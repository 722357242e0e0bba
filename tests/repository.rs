use loose_objects::log::render_graphviz;
use loose_objects::{
    Blob, Commit, Kvlm, Object, ObjectId, Repository, RepositoryError, read_object,
    write_object,
};
use std::fs;
use tempfile::TempDir;

fn commit(repo: &Repository, parents: &[ObjectId], message: &str) -> ObjectId {
    let mut kvlm = Kvlm::new();
    kvlm.insert("tree", "4b825dc642cb6eb9a060e54bf8d69288fbee4904")
        .unwrap();
    for parent in parents {
        kvlm.insert("parent", parent.to_string()).unwrap();
    }
    kvlm.insert("author", "A U Thor <author@example.com> 0 +0000")
        .unwrap();
    kvlm.set_message(message);
    write_object(&Object::from(Commit::new(kvlm)), Some(repo)).unwrap()
}

#[test]
fn create_lays_out_metadata() {
    let dir = TempDir::new().unwrap();
    let repo = Repository::create(dir.path().join("work")).unwrap();
    let gitdir = repo.gitdir();
    for sub in ["branches", "objects", "refs/tags", "refs/heads"] {
        assert!(gitdir.join(sub).is_dir(), "{sub}");
    }
    assert_eq!(
        fs::read_to_string(gitdir.join("HEAD")).unwrap(),
        "ref: refs/heads/master\n"
    );
    assert_eq!(
        repo.config("core", "repositoryformatversion")
            .unwrap()
            .as_deref(),
        Some("0")
    );
    assert_eq!(repo.resolve("HEAD").unwrap(), None);
}

#[test]
fn create_refuses_populated_gitdir_and_files() {
    let dir = TempDir::new().unwrap();
    Repository::create(dir.path()).unwrap();
    assert!(matches!(
        Repository::create(dir.path()),
        Err(RepositoryError::NotEmpty(_))
    ));

    let file = dir.path().join("plain");
    fs::write(&file, "x").unwrap();
    assert!(matches!(
        Repository::create(&file),
        Err(RepositoryError::NotADirectory(_))
    ));
}

#[test]
fn find_walks_up_from_subdirectory() {
    let dir = TempDir::new().unwrap();
    let created = Repository::create(dir.path()).unwrap();
    let nested = dir.path().join("a").join("b");
    fs::create_dir_all(&nested).unwrap();

    let found = Repository::find(&nested).unwrap();
    assert_eq!(
        fs::canonicalize(found.gitdir()).unwrap(),
        fs::canonicalize(created.gitdir()).unwrap()
    );
}

#[test]
fn open_checks_format_version() {
    let dir = TempDir::new().unwrap();
    let repo = Repository::create(dir.path()).unwrap();
    fs::write(
        repo.gitdir().join("config"),
        "[core]\n\trepositoryformatversion = 1\n",
    )
    .unwrap();
    assert!(matches!(
        Repository::open(dir.path()),
        Err(RepositoryError::UnsupportedVersion(v)) if v == "1"
    ));

    fs::remove_file(repo.gitdir().join("config")).unwrap();
    assert!(matches!(
        Repository::open(dir.path()),
        Err(RepositoryError::MissingConfig(_))
    ));

    let empty = TempDir::new().unwrap();
    assert!(matches!(
        Repository::open(empty.path()),
        Err(RepositoryError::NotARepository(_))
    ));
}

#[test]
fn objects_live_under_gitdir() {
    let dir = TempDir::new().unwrap();
    let repo = Repository::create(dir.path()).unwrap();
    let blob = Object::from(Blob::new(b"hello world\n".to_vec()));
    let id = write_object(&blob, Some(&repo)).unwrap();
    assert!(
        repo.gitdir()
            .join("objects/3b/18e512dba79e4c8300dd08aeb37f8e728b8dad")
            .is_file()
    );
    assert_eq!(read_object(&repo.objects(), &id).unwrap(), Some(blob));
}

#[test]
fn update_head_moves_the_branch() {
    let dir = TempDir::new().unwrap();
    let repo = Repository::create(dir.path()).unwrap();
    let first = commit(&repo, &[], "first\n");
    repo.update_head(&first).unwrap();
    assert_eq!(repo.resolve("HEAD").unwrap(), Some(first));
    assert_eq!(repo.resolve("refs/heads/master").unwrap(), Some(first));
    assert_eq!(
        repo.resolve(&first.to_string()).unwrap(),
        Some(first)
    );
    assert!(matches!(
        repo.resolve("master"),
        Err(RepositoryError::BadRef(_))
    ));
}

#[test]
fn log_renders_merge_history() {
    let dir = TempDir::new().unwrap();
    let repo = Repository::create(dir.path()).unwrap();
    let root = commit(&repo, &[], "root\n");
    let left = commit(&repo, &[root], "left \"quoted\"\nbody\n");
    let right = commit(&repo, &[root], "right\n");
    let merge = commit(&repo, &[left, right], "merge\n");

    let mut out = Vec::new();
    render_graphviz(&repo, merge, &mut out).unwrap();
    let out = String::from_utf8(out).unwrap();

    assert!(out.starts_with("digraph log{\n"));
    assert!(out.ends_with("}\n"));
    let short = &left.to_hex()[..7];
    assert!(out.contains(&format!("c_{left} [label=\"{short}: left \\\"quoted\\\"\"]")));
    assert!(out.contains(&format!("c_{merge} -> c_{left};")));
    assert!(out.contains(&format!("c_{merge} -> c_{right};")));
    assert_eq!(out.matches(&format!("c_{root} [label")).count(), 1);
}

#[test]
fn log_stops_at_missing_parent() {
    let dir = TempDir::new().unwrap();
    let repo = Repository::create(dir.path()).unwrap();
    let missing = ObjectId::from_bytes([0x77; 20]);
    let tip = commit(&repo, &[missing], "shallow\n");

    let mut out = Vec::new();
    render_graphviz(&repo, tip, &mut out).unwrap();
    let out = String::from_utf8(out).unwrap();
    assert!(out.contains(&format!("c_{tip} -> c_{missing};")));
    assert!(!out.contains(&format!("c_{missing} [label")));
}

·····

Each entry above is to be transcribed word for word.

repository 722357242e0e0bba
filename tests/repository.rs
use loose_objects::log::render_graphviz;
use loose_objects::{
    Blob, Commit, Kvlm, Object, ObjectId, Repository, RepositoryError, read_object,
    write_object,
};
use std::fs;
use tempfile::TempDir;

fn commit(repo: &Repository, parents: &[ObjectId], message: &str) -> ObjectId {
    let mut kvlm = Kvlm::new();
    kvlm.insert("tree", "4b825dc642cb6eb9a060e54bf8d69288fbee4904")
        .unwrap();
    for parent in parents {
        kvlm.insert("parent", parent.to_string()).unwrap();
    }
    kvlm.insert("author", "A U Thor <author@example.com> 0 +0000")
        .unwrap();
    kvlm.set_message(message);
    write_object(&Object::from(Commit::new(kvlm)), Some(repo)).unwrap()
}

#[test]
fn create_lays_out_metadata() {
    let dir = TempDir::new().unwrap();
    let repo = Repository::create(dir.path().join("work")).unwrap();
    let gitdir = repo.gitdir();
    for sub in ["branches", "objects", "refs/tags", "refs/heads"] {
        assert!(gitdir.join(sub).is_dir(), "{sub}");
    }
    assert_eq!(
        fs::read_to_string(gitdir.join("HEAD")).unwrap(),
        "ref: refs/heads/master\n"
    );
    assert_eq!(
        repo.config("core", "repositoryformatversion")
            .unwrap()
            .as_deref(),
        Some("0")
    );
    assert_eq!(repo.resolve("HEAD").unwrap(), None);
}

#[test]
fn create_refuses_populated_gitdir_and_files() {
    let dir = TempDir::new().unwrap();
    Repository::create(dir.path()).unwrap();
    assert!(matches!(
        Repository::create(dir.path()),
        Err(RepositoryError::NotEmpty(_))
    ));

    let file = dir.path().join("plain");
    fs::write(&file, "x").unwrap();
    assert!(matches!(
        Repository::create(&file),
        Err(RepositoryError::NotADirectory(_))
    ));
}

#[test]
fn find_walks_up_from_subdirectory() {
    let dir = TempDir::new().unwrap();
    let created = Repository::create(dir.path()).unwrap();
    let nested = dir.path().join("a").join("b");
    fs::create_dir_all(&nested).unwrap();

    let found = Repository::find(&nested).unwrap();
    assert_eq!(
        fs::canonicalize(found.gitdir()).unwrap(),
        fs::canonicalize(created.gitdir()).unwrap()
    );
}

#[test]
fn open_checks_format_version() {
    let dir = TempDir::new().unwrap();
    let repo = Repository::create(dir.path()).unwrap();
    fs::write(
        repo.gitdir().join("config"),
        "[core]\n\trepositoryformatversion = 1\n",
    )
    .unwrap();
    assert!(matches!(
        Repository::open(dir.path()),
        Err(RepositoryError::UnsupportedVersion(v)) if v == "1"
    ));

    fs::remove_file(repo.gitdir().join("config")).unwrap();
    assert!(matches!(
        Repository::open(dir.path()),
        Err(RepositoryError::MissingConfig(_))
    ));

    let empty = TempDir::new().unwrap();
    assert!(matches!(
        Repository::open(empty.path()),
        Err(RepositoryError::NotARepository(_))
    ));
}

#[test]
fn objects_live_under_gitdir() {
    let dir = TempDir::new().unwrap();
    let repo = Repository::create(dir.path()).unwrap();
    let blob = Object::from(Blob::new(b"hello world\n".to_vec()));
    let id = write_object(&blob, Some(&repo)).unwrap();
    assert!(
        repo.gitdir()
            .join("objects/3b/18e512dba79e4c8300dd08aeb37f8e728b8dad")
            .is_file()
    );
    assert_eq!(read_object(&repo.objects(), &id).unwrap(), Some(blob));
}

#[test]
fn update_head_moves_the_branch() {
    let dir = TempDir::new().unwrap();
    let repo = Repository::create(dir.path()).unwrap();
    let first = commit(&repo, &[], "first\n");
    repo.update_head(&first).unwrap();
    assert_eq!(repo.resolve("HEAD").unwrap(), Some(first));
    assert_eq!(repo.resolve("refs/heads/master").unwrap(), Some(first));
    assert_eq!(
        repo.resolve(&first.to_string()).unwrap(),
        Some(first)
    );
    assert!(matches!(
        repo.resolve("master"),
        Err(RepositoryError::BadRef(_))
    ));
}

#[test]
fn log_renders_merge_history() {
    let dir = TempDir::new().unwrap();
    let repo = Repository::create(dir.path()).unwrap();
    let root = commit(&repo, &[], "root\n");
    let left = commit(&repo, &[root], "left \"quoted\"\nbody\n");
    let right = commit(&repo, &[root], "right\n");
    let merge = commit(&repo, &[left, right], "merge\n");

    let mut out = Vec::new();
    render_graphviz(&repo, merge, &mut out).unwrap();
    let out = String::from_utf8(out).unwrap();

    assert!(out.starts_with("digraph log{\n"));
    assert!(out.ends_with("}\n"));
    let short = &left.to_hex()[..7];
    assert!(out.contains(&format!("c_{left} [label=\"{short}: left \\\"quoted\\\"\"]")));
    assert!(out.contains(&format!("c_{merge} -> c_{left};")));
    assert!(out.contains(&format!("c_{merge} -> c_{right};")));
    assert_eq!(out.matches(&format!("c_{root} [label")).count(), 1);
}

#[test]
fn log_stops_at_missing_parent() {
    let dir = TempDir::new().unwrap();
    let repo = Repository::create(dir.path()).unwrap();
    let missing = ObjectId::from_bytes([0x77; 20]);
    let tip = commit(&repo, &[missing], "shallow\n");

    let mut out = Vec::new();
    render_graphviz(&repo, tip, &mut out).unwrap();
    let out = String::from_utf8(out).unwrap();
    assert!(out.contains(&format!("c_{tip} -> c_{missing};")));
    assert!(!out.contains(&format!("c_{missing} [label")));
}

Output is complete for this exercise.